A Finite Element Method For General Boundary Condition 

Enforcing perturbed Dirichlet boundary condition i.e. the Robin boundary condition with small coefficient in the derivative term leads to a high condition number in the system matrix. Perturbed boundary condition also plagues the adaptive mesh refinement based on the a posteriori error estimate since the straight forward formulation of the problem leads into a posteriori estimate that induces a too dense mesh on the boundary. A numerical scheme has to take these facts into account in order to produce an e cient and numerically stable method. In this note we introduce a method based on the Nitsche method [1] [2] [3] to circumvent the high condition number of the system matrix in the case of the perturbed boundary condition. The method is proposed in a way that it is possible to move continuously between the Neumann and the Dirichlet boundary conditions. We show that the method is consistent and prove the a priori error estimate which shows that the method has the optimal rate of convergence. Under the saturation assumption we also prove the a posteriori error estimate. The proposed a posteriori error estimate is efficient since it is also a lower bound of the error.

References
[1] J.A. Nitsche. Über ein Variationsprinzip zur Lösung von Dirichlet-Problemen bei Verwendung von Teilräumen, die keinen Randbedingungen unterworfen sind. Abhandlungen aus dem Mathematischen Seminar der Universität Hamburg, 36:9 15, 1970/71.

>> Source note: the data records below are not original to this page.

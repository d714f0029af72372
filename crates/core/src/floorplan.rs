//! Floor-plan generation domain split into coherent submodules.

pub mod config;
pub mod corridors;
pub mod model;
pub mod validator;

mod generator;
mod random;
mod weights;

pub use config::{AttemptFailure, FloorPlanConfig, GenerationError};
pub use corridors::{CorridorOpening, corridor_openings, unoccupied_cells};
pub use generator::FloorPlanGenerator;
pub use model::{FloorPlan, Room};
pub use validator::{ValidationReport, validate_floor_plan};

pub fn generate_floor_plan(
    config: FloorPlanConfig,
    seed: u64,
) -> Result<FloorPlan, GenerationError> {
    FloorPlanGenerator::new(config, seed).generate()
}
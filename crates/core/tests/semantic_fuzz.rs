use core::{
    FloorPlanConfig, FloorPlanGenerator, GenerationError, corridor_openings, validate_floor_plan,
};
use proptest::{
    arbitrary::any,
    test_runner::{Config as ProptestConfig, TestCaseError, TestRunner},
};

fn run_fuzz_generation(
    seed: u64,
    width: usize,
    height: usize,
    room_salt: u64,
    min_distance: u32,
) -> Result<(), String> {
    let rooms_to_generate = 1 + room_salt as usize % (width * height / 2);
    let config = FloorPlanConfig {
        width,
        height,
        rooms_to_generate,
        min_rooms_from_start: min_distance,
        max_attempts: 32,
    };

    let plan = match FloorPlanGenerator::new(config.clone(), seed).generate() {
        Ok(plan) => plan,
        // Tight grids with a far boss requirement may legitimately run out
        // of attempts; the contract is an explicit failure, not a hang.
        Err(GenerationError::AttemptsExhausted { .. }) => return Ok(()),
        Err(error) => return Err(format!("Config rejected on seed {seed}: {error:?}")),
    };

    if plan.rooms.len() != config.rooms_to_generate + 1 {
        return Err(format!(
            "Invariant failed: {} rooms instead of {} on seed {seed}",
            plan.rooms.len(),
            config.rooms_to_generate + 1
        ));
    }

    let report = validate_floor_plan(&plan);
    if !report.is_valid() {
        return Err(format!("Invariant failed: {report:?} on seed {seed}"));
    }

    let Some(boss) = plan.boss_room else {
        return Err(format!("Invariant failed: no boss room on seed {seed}"));
    };
    if plan.distance_from_start(boss) <= config.min_rooms_from_start {
        return Err(format!("Invariant failed: boss too close to start on seed {seed}"));
    }
    if !plan.dead_ends.contains(&boss) {
        return Err(format!("Invariant failed: boss outside the dead-end set on seed {seed}"));
    }

    for opening in corridor_openings(&plan) {
        if plan.room_id_at(opening.cell) != Some(opening.room)
            || plan.room_id_at(opening.cell.step(opening.direction)) != Some(opening.neighbour)
        {
            return Err(format!("Invariant failed: corridor off the grid on seed {seed}"));
        }
    }

    let replay = FloorPlanGenerator::new(config, seed)
        .generate()
        .map_err(|error| format!("Replay did not generate on seed {seed}: {error:?}"))?;
    if replay.fingerprint() != plan.fingerprint() {
        return Err(format!("Invariant failed: fingerprint drift on seed {seed}"));
    }

    Ok(())
}

#[test]
fn test_fuzz_floor_generation() {
    let mut runner = TestRunner::new(ProptestConfig::with_cases(200));
    let inputs = (any::<u64>(), 4_usize..=12, 4_usize..=12, any::<u64>(), 0_u32..=4);

    runner
        .run(&inputs, |(seed, width, height, room_salt, min_distance)| {
            run_fuzz_generation(seed, width, height, room_salt, min_distance)
                .map_err(TestCaseError::fail)?;
            Ok(())
        })
        .expect("semantic fuzz generation should preserve invariants");
}
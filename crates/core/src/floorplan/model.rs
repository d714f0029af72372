//! Public data models for generated floor plans and their rooms.

use slotmap::SlotMap;
use xxhash_rust::xxh3::xxh3_64;

use crate::types::{GridPos, RoomId, RoomKind, RoomSize};

#[derive(Clone, Debug, PartialEq, Eq)]
pub struct Room {
    pub id: RoomId,
    pub size: RoomSize,
    pub position: GridPos,
    pub parent: Option<RoomId>,
    pub kind: RoomKind,
}

impl Room {
    pub fn cell_positions(&self) -> impl Iterator<Item = GridPos> + '_ {
        let origin = self.position;
        let width = self.size.width();
        let height = self.size.height();
        (0..height)
            .flat_map(move |dy| (0..width).map(move |dx| GridPos::new(origin.y + dy, origin.x + dx)))
    }

    pub fn occupies(&self, pos: GridPos) -> bool {
        pos.y >= self.position.y
            && pos.y < self.position.y + self.size.height()
            && pos.x >= self.position.x
            && pos.x < self.position.x + self.size.width()
    }
}

#[derive(Clone)]
pub struct FloorPlan {
    pub width: usize,
    pub height: usize,
    pub cells: Vec<Option<RoomId>>,
    pub rooms: SlotMap<RoomId, Room>,
    pub dead_ends: Vec<RoomId>,
    pub start_room: RoomId,
    pub boss_room: Option<RoomId>,
}

impl FloorPlan {
    pub fn new(width: usize, height: usize) -> Self {
        Self {
            width,
            height,
            cells: vec![None; width * height],
            rooms: SlotMap::with_key(),
            dead_ends: Vec::new(),
            start_room: RoomId::default(),
            boss_room: None,
        }
    }

    pub fn in_bounds(&self, pos: GridPos) -> bool {
        pos.x >= 0
            && pos.y >= 0
            && (pos.x as usize) < self.width
            && (pos.y as usize) < self.height
    }

    pub fn room_id_at(&self, pos: GridPos) -> Option<RoomId> {
        if !self.in_bounds(pos) {
            return None;
        }
        self.cells[self.index(pos)]
    }

    pub fn is_cell_free(&self, pos: GridPos) -> bool {
        self.in_bounds(pos) && self.cells[self.index(pos)].is_none()
    }

    /// A footprint is placeable when every cell it covers is in bounds
    /// and unclaimed.
    pub fn can_place(&self, size: RoomSize, position: GridPos) -> bool {
        (0..size.height()).all(|dy| {
            (0..size.width())
                .all(|dx| self.is_cell_free(GridPos::new(position.y + dy, position.x + dx)))
        })
    }

    /// Inserts a room and claims its grid cells. Callers check `can_place`
    /// first; claiming an already-claimed cell is a bug in the caller.
    pub fn insert_room(
        &mut self,
        size: RoomSize,
        position: GridPos,
        parent: Option<RoomId>,
        kind: RoomKind,
    ) -> RoomId {
        let id = self.rooms.insert(Room { id: RoomId::default(), size, position, parent, kind });
        self.rooms[id].id = id;
        let claimed: Vec<GridPos> = self.rooms[id].cell_positions().collect();
        for pos in claimed {
            let idx = self.index(pos);
            debug_assert!(self.cells[idx].is_none(), "cell {pos:?} claimed twice");
            self.cells[idx] = Some(id);
        }
        id
    }

    /// Number of parent links between a room and the start room.
    pub fn distance_from_start(&self, id: RoomId) -> u32 {
        let mut distance = 0;
        let mut cursor = id;
        while let Some(parent) = self.rooms[cursor].parent {
            distance += 1;
            cursor = parent;
        }
        distance
    }

    /// Unique rooms reachable from the dead-end set by walking parent
    /// links toward the start room, in discovery order. Generation only
    /// records childless rooms as dead ends, so on generated plans this
    /// walk visits every room.
    pub fn rooms_via_parents(&self) -> Vec<RoomId> {
        let mut visited: Vec<RoomId> = Vec::new();
        for &dead_end in &self.dead_ends {
            let mut cursor = Some(dead_end);
            while let Some(id) = cursor {
                if visited.contains(&id) {
                    break;
                }
                visited.push(id);
                cursor = self.rooms[id].parent;
            }
        }
        visited
    }

    pub fn mark_boss(&mut self, id: RoomId) {
        self.rooms[id].kind = RoomKind::Boss;
        self.boss_room = Some(id);
    }

    pub fn canonical_bytes(&self) -> Vec<u8> {
        let mut bytes = Vec::new();
        bytes.extend((self.width as u32).to_le_bytes());
        bytes.extend((self.height as u32).to_le_bytes());

        // Room identity is expressed as first-encounter ordinals over a
        // row-major cell scan so two plans with identical geometry encode
        // identically regardless of slotmap key history.
        let mut order: Vec<RoomId> = Vec::new();
        for cell in &self.cells {
            match cell {
                None => bytes.extend(u16::MAX.to_le_bytes()),
                Some(id) => bytes.extend(encounter_ordinal(&mut order, *id).to_le_bytes()),
            }
        }

        // Every referenced room claims at least one cell, so the scan above
        // has already assigned ordinals to all of them.
        for slot in 0..order.len() {
            let room = &self.rooms[order[slot]];
            bytes.push(room.size.index() as u8);
            bytes.push(match room.kind {
                RoomKind::Start => 0,
                RoomKind::Normal => 1,
                RoomKind::Boss => 2,
                RoomKind::Empty => 3,
            });
            match room.parent {
                None => bytes.extend(u16::MAX.to_le_bytes()),
                Some(parent) => bytes.extend(encounter_ordinal(&mut order, parent).to_le_bytes()),
            }
        }

        bytes.extend((self.dead_ends.len() as u32).to_le_bytes());
        for &id in &self.dead_ends {
            bytes.extend(encounter_ordinal(&mut order, id).to_le_bytes());
        }

        bytes.extend(encounter_ordinal(&mut order, self.start_room).to_le_bytes());
        match self.boss_room {
            None => bytes.extend(u16::MAX.to_le_bytes()),
            Some(id) => bytes.extend(encounter_ordinal(&mut order, id).to_le_bytes()),
        }

        bytes
    }

    pub fn fingerprint(&self) -> u64 {
        xxh3_64(&self.canonical_bytes())
    }

    fn index(&self, pos: GridPos) -> usize {
        (pos.y as usize) * self.width + (pos.x as usize)
    }
}

fn encounter_ordinal(order: &mut Vec<RoomId>, id: RoomId) -> u16 {
    if let Some(slot) = order.iter().position(|&known| known == id) {
        return slot as u16;
    }
    order.push(id);
    (order.len() - 1) as u16
}
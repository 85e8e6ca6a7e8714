//! Cache bounds and their validation.

/// Largest accepted pool depth.
pub const MAX_CACHE_OBJECTS: usize = 1000;

/// Largest accepted per-object size bound, in 64-bit words.
pub const MAX_CACHE_OBJECT_WORDS: usize = 16_384;

/// Default pool depth.
pub const DEFAULT_CACHE_OBJECTS: usize = 100;

/// Default per-object size bound, in 64-bit words.
pub const DEFAULT_CACHE_OBJECT_WORDS: usize = 128;

/// Errors raised while configuring a pool.
#[derive(Debug, Clone, PartialEq, Eq, thiserror::Error)]
pub enum PoolError {
    /// Requested depth is outside `0..=MAX_CACHE_OBJECTS`.
    #[error("cache size must be between 0 and 1000, got {0}")]
    InvalidCacheSize(i64),

    /// Requested object size bound is outside `0..=MAX_CACHE_OBJECT_WORDS`.
    #[error("object size must be between 0 and 16384 words, got {0}")]
    InvalidObjectSize(i64),
}

/// Depth and size bounds shared by the pools of one cache.
#[derive(Debug, Clone, Copy, PartialEq, Eq)]
pub struct CacheLimits {
    /// Maximum number of parked objects per pool. Zero disables caching.
    pub max_objects: usize,
    /// Objects holding more words than this are never parked.
    pub max_object_words: usize,
}

impl CacheLimits {
    /// Validate host-supplied bounds.
    ///
    /// Signed inputs are accepted so that a negative request from a host is
    /// reported as an invalid argument rather than wrapping.
    pub fn new(max_objects: i64, max_object_words: i64) -> Result<Self, PoolError> {
        let objects = usize::try_from(max_objects)
            .ok()
            .filter(|&n| n <= MAX_CACHE_OBJECTS)
            .ok_or(PoolError::InvalidCacheSize(max_objects))?;
        let words = usize::try_from(max_object_words)
            .ok()
            .filter(|&n| n <= MAX_CACHE_OBJECT_WORDS)
            .ok_or(PoolError::InvalidObjectSize(max_object_words))?;
        Ok(Self {
            max_objects: objects,
            max_object_words: words,
        })
    }

    /// Limits with caching turned off.
    #[must_use]
    pub fn disabled() -> Self {
        Self {
            max_objects: 0,
            max_object_words: DEFAULT_CACHE_OBJECT_WORDS,
        }
    }

    /// Whether an object of `words` words may be parked.
    #[must_use]
    pub fn admits(&self, words: usize) -> bool {
        words <= self.max_object_words
    }

    /// The bounds as a `(max_objects, max_object_words)` pair.
    #[must_use]
    pub fn as_pair(&self) -> (usize, usize) {
        (self.max_objects, self.max_object_words)
    }
}

impl Default for CacheLimits {
    fn default() -> Self {
        Self {
            max_objects: DEFAULT_CACHE_OBJECTS,
            max_object_words: DEFAULT_CACHE_OBJECT_WORDS,
        }
    }
}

[2] Rolf Stenberg. Mortaring by a method of J.A. Nitsche. Computational Mechanics; New Trends and Applications, S. Idelsohn, E. Oate and E. Dvorkin (Eds.), @CIMNE, Barcelona, Spain, 1998.
[3] Roland Becker, Peter Hansbo, and Rolf Stenberg. A finite element method for domain decomposition with non-matching grids. Mathematical Modelling and Numerical Analysis, 37(2):209 225, 2003.